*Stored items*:
= = = = = = =
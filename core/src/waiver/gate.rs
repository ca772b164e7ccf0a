use tracing::debug;

use super::readiness::{GateStatus, WaiverReadiness, WaiverVariant};
use super::scroll::{ScrollLatch, ScrollMetrics, ScrollObservation};
use crate::types::WaiverSubmission;

/// Interface handles the gate drives, resolved once at construction.
pub trait WaiverSurface {
    /// Enables or disables the signature submit control.
    fn set_submit_enabled(&mut self, enabled: bool);

    /// Shows the status label next to the submit control.
    fn show_status(&mut self, status: GateStatus);

    /// Locks or unlocks the agreement checkbox and identity inputs.
    fn set_inputs_locked(&mut self, locked: bool);

    /// Switches the scroll indicator to its "read the entire waiver" state.
    fn mark_fully_read(&mut self);

    /// Hides the scroll indicator when there was nothing to scroll.
    fn hide_scroll_indicator(&mut self);
}

/// Input events the gate reacts to.
#[derive(Debug, Clone, PartialEq)]
pub enum WaiverEvent {
    Scrolled(ScrollMetrics),
    LegalNameInput(String),
    AgreementChanged(bool),
    ClientNameInput(String),
    ClientEmailInput(String),
}

/// Gates the waiver submit control on scroll completion, agreement and identity fields.
#[derive(Debug)]
pub struct WaiverGate<S: WaiverSurface> {
    surface: S,
    latch: ScrollLatch,
    readiness: WaiverReadiness,
}

impl<S: WaiverSurface> WaiverGate<S> {
    /// Creates the gate and pushes the initial state to the surface.
    ///
    /// If the waiver text fits without scrolling, the latch starts set and the
    /// dependent inputs start unlocked.
    pub fn new(mut surface: S, variant: WaiverVariant, initial: ScrollMetrics) -> Self {
        let latch = ScrollLatch::new(initial);
        if latch.is_latched() {
            debug!("Waiver text fits the viewport, skipping scroll requirement");
            surface.hide_scroll_indicator();
            surface.set_inputs_locked(false);
        } else {
            surface.set_inputs_locked(true);
        }

        let mut readiness = WaiverReadiness::new(variant);
        readiness.scrolled_to_end = latch.is_latched();

        let mut gate = Self {
            surface,
            latch,
            readiness,
        };
        gate.evaluate();
        gate
    }

    pub fn handle(&mut self, event: WaiverEvent) {
        match event {
            WaiverEvent::Scrolled(metrics) => self.on_scroll(metrics),
            WaiverEvent::LegalNameInput(value) => {
                if self.accepts_input("legal_name") {
                    self.readiness.legal_name = value;
                }
            }
            WaiverEvent::AgreementChanged(checked) => {
                if self.accepts_input("agreement") {
                    self.readiness.agreed = checked;
                }
            }
            WaiverEvent::ClientNameInput(value) => {
                if self.accepts_input("client_name") {
                    self.readiness.client_name = value;
                }
            }
            WaiverEvent::ClientEmailInput(value) => {
                if self.accepts_input("client_email") {
                    self.readiness.client_email = value;
                }
            }
        }
        self.evaluate();
    }

    /// Recomputes readiness and reflects it on the surface.
    pub fn evaluate(&mut self) {
        let status = self.readiness.status();
        self.surface.set_submit_enabled(status.is_ready());
        self.surface.show_status(status);
    }

    fn on_scroll(&mut self, metrics: ScrollMetrics) {
        if self.latch.observe(metrics) == ScrollObservation::JustReached {
            debug!("Reader reached the end of the waiver text");
            self.readiness.scrolled_to_end = true;
            self.surface.mark_fully_read();
            self.surface.set_inputs_locked(false);
        }
    }

    // Inputs stay inert until the waiver text has been read.
    fn accepts_input(&self, field: &str) -> bool {
        if !self.latch.is_latched() {
            debug!("Ignoring {} input while waiver inputs are locked", field);
            return false;
        }
        true
    }

    pub fn readiness(&self) -> &WaiverReadiness {
        &self.readiness
    }

    pub fn status(&self) -> GateStatus {
        self.readiness.status()
    }

    pub fn is_ready(&self) -> bool {
        self.readiness.is_ready()
    }

    pub fn surface(&self) -> &S {
        &self.surface
    }

    /// The form payload, available only while the gate is open.
    ///
    /// The server still decides whether the signature is accepted.
    pub fn submission(&self) -> Option<WaiverSubmission> {
        if !self.is_ready() {
            return None;
        }
        let standalone = self.readiness.variant.is_standalone();
        Some(WaiverSubmission {
            legal_name: self.readiness.legal_name.trim().to_string(),
            agreement: true,
            client_name: standalone.then(|| self.readiness.client_name.trim().to_string()),
            client_email: standalone.then(|| self.readiness.client_email.trim().to_string()),
        })
    }
}
//! Booking date window.
//!
//! Bookings must be made at least 24 hours and at most 90 days ahead. The
//! check here only saves the visitor a round trip; the booking backend
//! enforces the same bounds.

use chrono::{Duration, Local, NaiveDateTime, NaiveTime};
use thiserror::Error;

/// Format of a `datetime-local` input value
pub const DATETIME_INPUT_FORMAT: &str = "%Y-%m-%dT%H:%M";
/// Format of a `date` input value
pub const DATE_INPUT_FORMAT: &str = "%Y-%m-%d";

/// Why a selected booking date was refused
#[derive(Error, Debug, Clone, Copy, PartialEq, Eq)]
pub enum BookingRejection {
    #[error("Booking date must be at least 24 hours in advance.")]
    TooSoon,

    #[error("Bookings can only be made up to 90 days in advance.")]
    TooFar,
}

/// Lead-time bounds for bookings
#[derive(Debug, Clone, Copy, PartialEq, Eq)]
pub struct BookingWindow {
    pub min_lead: Duration,
    pub max_ahead: Duration,
    /// Hours ahead used for the pre-filled suggestion
    pub default_lead: Duration,
    pub default_time: NaiveTime,
}

impl Default for BookingWindow {
    fn default() -> Self {
        Self {
            min_lead: Duration::hours(24),
            max_ahead: Duration::days(90),
            default_lead: Duration::hours(48),
            default_time: NaiveTime::from_hms_opt(10, 0, 0).unwrap_or(NaiveTime::MIN),
        }
    }
}

impl BookingWindow {
    pub fn earliest(&self, now: NaiveDateTime) -> NaiveDateTime {
        now + self.min_lead
    }

    pub fn latest(&self, now: NaiveDateTime) -> NaiveDateTime {
        now + self.max_ahead
    }

    pub fn validate(
        &self,
        selected: NaiveDateTime,
        now: NaiveDateTime,
    ) -> Result<(), BookingRejection> {
        if selected < self.earliest(now) {
            return Err(BookingRejection::TooSoon);
        }
        if selected > self.latest(now) {
            return Err(BookingRejection::TooFar);
        }
        Ok(())
    }

    /// Validates against the local clock.
    pub fn validate_now(&self, selected: NaiveDateTime) -> Result<(), BookingRejection> {
        self.validate(selected, Local::now().naive_local())
    }

    /// `min` attribute for a `datetime-local` input.
    pub fn min_input_value(&self, now: NaiveDateTime) -> String {
        self.earliest(now).format(DATETIME_INPUT_FORMAT).to_string()
    }

    /// Pre-filled suggestion: the date two days out at 10:00.
    pub fn default_selection(&self, now: NaiveDateTime) -> NaiveDateTime {
        (now + self.default_lead).date().and_time(self.default_time)
    }

    /// `min` attribute for a plain `date` input: tomorrow.
    pub fn min_date_input(&self, now: NaiveDateTime) -> String {
        (now.date() + Duration::days(1))
            .format(DATE_INPUT_FORMAT)
            .to_string()
    }

    /// Parses a `datetime-local` value such as `2026-10-21T10:00`.
    pub fn parse_input(value: &str) -> Option<NaiveDateTime> {
        NaiveDateTime::parse_from_str(value.trim(), DATETIME_INPUT_FORMAT).ok()
    }
}

#[cfg(test)]
mod tests {
    use super::*;

    fn now() -> NaiveDateTime {
        BookingWindow::parse_input("2026-10-19T09:30").unwrap()
    }

    #[test]
    fn test_rejects_less_than_a_day() {
        let window = BookingWindow::default();
        let selected = BookingWindow::parse_input("2026-10-20T09:29").unwrap();
        assert_eq!(window.validate(selected, now()), Err(BookingRejection::TooSoon));
        assert_eq!(
            BookingRejection::TooSoon.to_string(),
            "Booking date must be at least 24 hours in advance."
        );
    }

    #[test]
    fn test_validate_now_uses_local_clock() {
        let window = BookingWindow::default();
        let today = Local::now().naive_local();
        assert_eq!(window.validate_now(today + Duration::days(3)), Ok(()));
        assert_eq!(
            window.validate_now(today + Duration::hours(1)),
            Err(BookingRejection::TooSoon)
        );
    }

    #[test]
    fn test_accepts_bounds_inclusive() {
        let window = BookingWindow::default();
        assert_eq!(window.validate(window.earliest(now()), now()), Ok(()));
        assert_eq!(window.validate(window.latest(now()), now()), Ok(()));
    }

    #[test]
    fn test_rejects_beyond_ninety_days() {
        let window = BookingWindow::default();
        let selected = window.latest(now()) + Duration::minutes(1);
        assert_eq!(window.validate(selected, now()), Err(BookingRejection::TooFar));
    }

    #[test]
    fn test_input_defaults() {
        let window = BookingWindow::default();
        assert_eq!(window.min_input_value(now()), "2026-10-20T09:30");
        assert_eq!(
            window.default_selection(now()),
            BookingWindow::parse_input("2026-10-21T10:00").unwrap()
        );
        assert_eq!(window.min_date_input(now()), "2026-10-20");
    }

    #[test]
    fn test_parse_rejects_garbage() {
        assert!(BookingWindow::parse_input("next tuesday").is_none());
    }
}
= = = = = = =
*Task prompt*:
Across all the entries above, count each line that has the word "ScrollObservation" in it, and give only the count.

*Result for this exercise*:
2